▸ Instructions to follow: Beginning with the opening line, set down each line of the material below exactly, stopping once the line with "direct child of" is done.
Supplied records START
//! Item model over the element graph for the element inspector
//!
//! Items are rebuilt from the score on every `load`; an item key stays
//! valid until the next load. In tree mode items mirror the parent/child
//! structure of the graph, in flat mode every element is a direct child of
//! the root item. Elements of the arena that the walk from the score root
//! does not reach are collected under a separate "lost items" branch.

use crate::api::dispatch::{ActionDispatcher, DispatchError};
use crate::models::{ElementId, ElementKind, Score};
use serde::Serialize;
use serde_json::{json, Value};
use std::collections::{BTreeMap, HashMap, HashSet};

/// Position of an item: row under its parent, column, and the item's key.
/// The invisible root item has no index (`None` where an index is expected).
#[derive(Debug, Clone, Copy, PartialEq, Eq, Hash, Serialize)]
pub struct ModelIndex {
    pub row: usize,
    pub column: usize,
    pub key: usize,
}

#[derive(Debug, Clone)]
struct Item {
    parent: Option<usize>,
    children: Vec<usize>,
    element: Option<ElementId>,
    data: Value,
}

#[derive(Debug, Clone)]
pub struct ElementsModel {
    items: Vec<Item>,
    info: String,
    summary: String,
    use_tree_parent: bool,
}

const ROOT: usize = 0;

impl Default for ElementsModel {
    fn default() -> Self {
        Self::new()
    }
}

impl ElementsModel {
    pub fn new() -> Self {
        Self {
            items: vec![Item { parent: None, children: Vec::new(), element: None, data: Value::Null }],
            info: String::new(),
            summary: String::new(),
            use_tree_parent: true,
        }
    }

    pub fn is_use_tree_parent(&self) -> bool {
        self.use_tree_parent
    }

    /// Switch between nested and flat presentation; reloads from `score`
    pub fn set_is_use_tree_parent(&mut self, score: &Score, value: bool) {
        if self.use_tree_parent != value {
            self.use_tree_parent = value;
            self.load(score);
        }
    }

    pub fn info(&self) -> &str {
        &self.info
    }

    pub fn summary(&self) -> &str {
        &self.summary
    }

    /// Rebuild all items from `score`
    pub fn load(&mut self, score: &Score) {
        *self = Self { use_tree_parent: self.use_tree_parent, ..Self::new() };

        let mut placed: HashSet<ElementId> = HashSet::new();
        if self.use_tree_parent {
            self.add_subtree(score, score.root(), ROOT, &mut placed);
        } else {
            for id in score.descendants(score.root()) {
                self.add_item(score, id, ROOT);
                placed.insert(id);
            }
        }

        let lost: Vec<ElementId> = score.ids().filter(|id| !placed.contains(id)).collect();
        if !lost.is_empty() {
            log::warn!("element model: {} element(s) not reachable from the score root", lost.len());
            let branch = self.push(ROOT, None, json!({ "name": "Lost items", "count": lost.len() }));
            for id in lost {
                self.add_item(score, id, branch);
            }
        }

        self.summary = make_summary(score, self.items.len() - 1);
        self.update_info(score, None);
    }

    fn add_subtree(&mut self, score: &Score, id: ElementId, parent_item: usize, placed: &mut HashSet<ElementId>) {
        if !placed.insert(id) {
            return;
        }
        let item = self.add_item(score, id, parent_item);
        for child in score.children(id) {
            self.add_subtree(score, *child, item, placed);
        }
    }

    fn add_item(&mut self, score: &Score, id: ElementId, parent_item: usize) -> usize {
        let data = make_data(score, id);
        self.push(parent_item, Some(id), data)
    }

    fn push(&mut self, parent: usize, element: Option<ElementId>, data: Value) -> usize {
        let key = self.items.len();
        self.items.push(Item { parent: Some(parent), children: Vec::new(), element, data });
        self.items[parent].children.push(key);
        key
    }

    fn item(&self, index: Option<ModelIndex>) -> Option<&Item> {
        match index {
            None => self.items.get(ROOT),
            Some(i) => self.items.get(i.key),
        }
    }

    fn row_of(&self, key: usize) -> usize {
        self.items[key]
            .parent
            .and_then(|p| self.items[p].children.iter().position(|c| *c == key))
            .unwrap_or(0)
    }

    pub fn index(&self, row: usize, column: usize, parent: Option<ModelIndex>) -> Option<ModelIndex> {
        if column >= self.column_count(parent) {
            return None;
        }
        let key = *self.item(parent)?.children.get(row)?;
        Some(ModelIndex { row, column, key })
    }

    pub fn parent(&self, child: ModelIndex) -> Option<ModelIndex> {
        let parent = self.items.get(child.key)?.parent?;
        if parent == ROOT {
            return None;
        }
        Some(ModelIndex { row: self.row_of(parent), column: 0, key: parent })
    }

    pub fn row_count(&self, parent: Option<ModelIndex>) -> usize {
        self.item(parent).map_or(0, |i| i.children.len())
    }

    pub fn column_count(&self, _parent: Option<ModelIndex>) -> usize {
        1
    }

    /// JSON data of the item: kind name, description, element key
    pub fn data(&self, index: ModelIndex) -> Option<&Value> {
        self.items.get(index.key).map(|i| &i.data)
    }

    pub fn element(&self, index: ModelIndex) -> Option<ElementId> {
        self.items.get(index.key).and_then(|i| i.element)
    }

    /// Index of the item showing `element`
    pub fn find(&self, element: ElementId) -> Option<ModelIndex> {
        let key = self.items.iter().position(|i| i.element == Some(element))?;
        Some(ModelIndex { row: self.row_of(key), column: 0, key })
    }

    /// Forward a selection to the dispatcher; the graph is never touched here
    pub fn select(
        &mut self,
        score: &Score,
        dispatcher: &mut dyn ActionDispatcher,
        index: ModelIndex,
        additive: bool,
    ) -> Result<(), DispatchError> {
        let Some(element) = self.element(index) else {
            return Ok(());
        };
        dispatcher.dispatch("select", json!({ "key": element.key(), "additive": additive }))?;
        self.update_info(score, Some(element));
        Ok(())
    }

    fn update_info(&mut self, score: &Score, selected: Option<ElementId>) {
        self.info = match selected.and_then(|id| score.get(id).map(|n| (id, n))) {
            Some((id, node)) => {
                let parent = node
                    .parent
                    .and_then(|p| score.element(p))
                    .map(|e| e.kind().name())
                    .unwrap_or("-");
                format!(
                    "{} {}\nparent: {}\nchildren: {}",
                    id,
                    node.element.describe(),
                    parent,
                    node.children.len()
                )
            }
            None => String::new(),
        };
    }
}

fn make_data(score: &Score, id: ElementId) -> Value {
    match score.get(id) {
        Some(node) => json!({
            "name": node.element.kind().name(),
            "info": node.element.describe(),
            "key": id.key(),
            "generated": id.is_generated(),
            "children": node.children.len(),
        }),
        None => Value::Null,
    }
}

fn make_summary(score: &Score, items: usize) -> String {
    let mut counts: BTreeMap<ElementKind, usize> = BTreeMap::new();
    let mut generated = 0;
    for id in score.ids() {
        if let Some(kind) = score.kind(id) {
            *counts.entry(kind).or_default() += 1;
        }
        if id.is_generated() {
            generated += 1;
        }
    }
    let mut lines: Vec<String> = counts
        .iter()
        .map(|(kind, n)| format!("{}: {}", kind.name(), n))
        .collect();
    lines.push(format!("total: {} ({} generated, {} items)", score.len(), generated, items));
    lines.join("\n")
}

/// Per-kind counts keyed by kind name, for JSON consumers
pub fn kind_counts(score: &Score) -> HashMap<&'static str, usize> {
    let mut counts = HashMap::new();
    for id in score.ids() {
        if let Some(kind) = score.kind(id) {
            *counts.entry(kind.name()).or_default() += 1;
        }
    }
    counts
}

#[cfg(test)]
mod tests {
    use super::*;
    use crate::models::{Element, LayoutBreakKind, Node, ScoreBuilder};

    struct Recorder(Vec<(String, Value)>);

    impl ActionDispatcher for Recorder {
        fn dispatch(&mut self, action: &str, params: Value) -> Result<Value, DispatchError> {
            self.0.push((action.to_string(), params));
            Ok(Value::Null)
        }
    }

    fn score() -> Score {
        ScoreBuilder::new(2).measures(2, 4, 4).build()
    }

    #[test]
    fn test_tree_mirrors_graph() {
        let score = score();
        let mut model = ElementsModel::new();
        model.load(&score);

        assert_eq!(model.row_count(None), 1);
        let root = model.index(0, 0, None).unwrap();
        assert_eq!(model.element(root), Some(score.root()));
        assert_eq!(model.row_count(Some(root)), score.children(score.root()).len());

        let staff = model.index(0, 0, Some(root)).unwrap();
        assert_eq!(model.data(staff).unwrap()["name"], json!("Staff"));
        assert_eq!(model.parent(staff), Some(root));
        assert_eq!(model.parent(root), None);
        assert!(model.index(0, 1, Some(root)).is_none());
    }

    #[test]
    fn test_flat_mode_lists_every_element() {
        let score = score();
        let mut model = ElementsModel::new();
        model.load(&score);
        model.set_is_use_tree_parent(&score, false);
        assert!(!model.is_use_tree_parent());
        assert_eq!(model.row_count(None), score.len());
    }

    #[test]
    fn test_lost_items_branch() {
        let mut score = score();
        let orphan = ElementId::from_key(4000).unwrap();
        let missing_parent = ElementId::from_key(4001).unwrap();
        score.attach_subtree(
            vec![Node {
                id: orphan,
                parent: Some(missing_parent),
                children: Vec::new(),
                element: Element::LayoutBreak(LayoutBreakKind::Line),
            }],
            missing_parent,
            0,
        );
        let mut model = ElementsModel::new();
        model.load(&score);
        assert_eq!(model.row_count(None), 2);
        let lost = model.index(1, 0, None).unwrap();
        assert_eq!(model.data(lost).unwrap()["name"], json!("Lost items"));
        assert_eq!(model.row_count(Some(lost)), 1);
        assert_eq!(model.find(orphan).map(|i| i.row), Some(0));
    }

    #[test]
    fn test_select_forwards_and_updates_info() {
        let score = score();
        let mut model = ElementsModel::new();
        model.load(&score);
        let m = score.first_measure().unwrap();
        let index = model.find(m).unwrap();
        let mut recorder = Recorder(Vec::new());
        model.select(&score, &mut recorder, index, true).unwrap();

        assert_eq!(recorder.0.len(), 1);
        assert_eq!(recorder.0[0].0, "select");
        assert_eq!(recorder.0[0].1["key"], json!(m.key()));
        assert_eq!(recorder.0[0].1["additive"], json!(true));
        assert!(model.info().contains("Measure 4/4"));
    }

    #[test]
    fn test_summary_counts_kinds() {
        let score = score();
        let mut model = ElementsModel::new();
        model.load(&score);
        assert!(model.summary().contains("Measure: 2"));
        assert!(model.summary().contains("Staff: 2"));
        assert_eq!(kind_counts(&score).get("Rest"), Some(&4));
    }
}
Supplied records END
▸ Solution to the exercise:
//! Item model over the element graph for the element inspector
//!
//! Items are rebuilt from the score on every `load`; an item key stays
//! valid until the next load. In tree mode items mirror the parent/child
//! structure of the graph, in flat mode every element is a direct child of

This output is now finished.